Now let $h \in H_+$. Then $h = l \cdot z + r$ with $r < l$ (don't know where the $r$ is coming from and why it has to be less than $l$). Since $l$ is the smallest positive number and $r < l$, it follows that $r = 0$ and this $x = l \cdot z \, \forall \, x \in X$. The process is analogous for $H_-$.

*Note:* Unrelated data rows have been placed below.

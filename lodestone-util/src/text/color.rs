use std::str::FromStr;

use colored::{ColoredString, Colorize};
use serde::{Deserialize, Serialize};

#[derive(Debug, PartialEq, Eq)]
pub struct ParseNamedColorError;

/// The 16 chat colors plus the reset marker.
///
/// The serde form is the wire name used by the game (`dark_blue`,
/// `light_purple`, ...); [`NamedColor::code`] is the legacy one-character
/// formatting code.
#[derive(Clone, Copy, Debug, PartialEq, Eq, Hash, Serialize, Deserialize)]
#[serde(rename_all = "snake_case")]
pub enum NamedColor {
    Black,
    DarkBlue,
    DarkGreen,
    DarkAqua,
    DarkRed,
    DarkPurple,
    Gold,
    Gray,
    DarkGray,
    Blue,
    Green,
    Aqua,
    Red,
    LightPurple,
    Yellow,
    White,
    Reset,
}

impl NamedColor {
    pub const ALL: [NamedColor; 17] = [
        Self::Black,
        Self::DarkBlue,
        Self::DarkGreen,
        Self::DarkAqua,
        Self::DarkRed,
        Self::DarkPurple,
        Self::Gold,
        Self::Gray,
        Self::DarkGray,
        Self::Blue,
        Self::Green,
        Self::Aqua,
        Self::Red,
        Self::LightPurple,
        Self::Yellow,
        Self::White,
        Self::Reset,
    ];

    /// Legacy section-sign formatting code.
    pub const fn code(&self) -> char {
        match self {
            Self::Black => '0',
            Self::DarkBlue => '1',
            Self::DarkGreen => '2',
            Self::DarkAqua => '3',
            Self::DarkRed => '4',
            Self::DarkPurple => '5',
            Self::Gold => '6',
            Self::Gray => '7',
            Self::DarkGray => '8',
            Self::Blue => '9',
            Self::Green => 'a',
            Self::Aqua => 'b',
            Self::Red => 'c',
            Self::LightPurple => 'd',
            Self::Yellow => 'e',
            Self::White => 'f',
            Self::Reset => 'r',
        }
    }

    pub const fn name(&self) -> &'static str {
        match self {
            Self::Black => "black",
            Self::DarkBlue => "dark_blue",
            Self::DarkGreen => "dark_green",
            Self::DarkAqua => "dark_aqua",
            Self::DarkRed => "dark_red",
            Self::DarkPurple => "dark_purple",
            Self::Gold => "gold",
            Self::Gray => "gray",
            Self::DarkGray => "dark_gray",
            Self::Blue => "blue",
            Self::Green => "green",
            Self::Aqua => "aqua",
            Self::Red => "red",
            Self::LightPurple => "light_purple",
            Self::Yellow => "yellow",
            Self::White => "white",
            Self::Reset => "reset",
        }
    }

    /// Wraps `text` in this color's legacy code, terminated by a reset, so
    /// the surrounding text keeps its own formatting.
    pub fn paint(&self, text: &str) -> String {
        format!("\u{a7}{}{}\u{a7}r", self.code(), text)
    }

    /// Approximates this chat color on an ANSI terminal, for console
    /// previews of in-game text.
    pub fn console_color(&self, text: &str) -> ColoredString {
        let (r, g, b) = match self {
            Self::Black => (0x00, 0x00, 0x00),
            Self::DarkBlue => (0x00, 0x00, 0xaa),
            Self::DarkGreen => (0x00, 0xaa, 0x00),
            Self::DarkAqua => (0x00, 0xaa, 0xaa),
            Self::DarkRed => (0xaa, 0x00, 0x00),
            Self::DarkPurple => (0xaa, 0x00, 0xaa),
            Self::Gold => (0xff, 0xaa, 0x00),
            Self::Gray => (0xaa, 0xaa, 0xaa),
            Self::DarkGray => (0x55, 0x55, 0x55),
            Self::Blue => (0x55, 0x55, 0xff),
            Self::Green => (0x55, 0xff, 0x55),
            Self::Aqua => (0x55, 0xff, 0xff),
            Self::Red => (0xff, 0x55, 0x55),
            Self::LightPurple => (0xff, 0x55, 0xff),
            Self::Yellow => (0xff, 0xff, 0x55),
            Self::White => (0xff, 0xff, 0xff),
            Self::Reset => return text.clear(),
        };
        text.truecolor(r, g, b)
    }
}

impl FromStr for NamedColor {
    type Err = ParseNamedColorError;

    fn from_str(s: &str) -> Result<Self, Self::Err> {
        Self::ALL
            .iter()
            .find(|color| color.name() == s)
            .copied()
            .ok_or(ParseNamedColorError)
    }
}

Does this make sense and if not, what went wrong? Thanks everyone!

 

[fresh_42]

Homework Statement:: Let $X \subseteq \mathbb{Z}$ be a subgroup of $(\mathbb{Z},0,+)$. Show that an $l \in \mathbb{N}_0$ exists such that $X = l \cdot \mathbb{Z}$.
Relevant Equations:: There are no other equations, so I'm just going to state the hint that comes with the problem here. It is: In case $\{ 0 \} \subsetneq X$ choose $l = \min(X \cap \mathbb{N})$.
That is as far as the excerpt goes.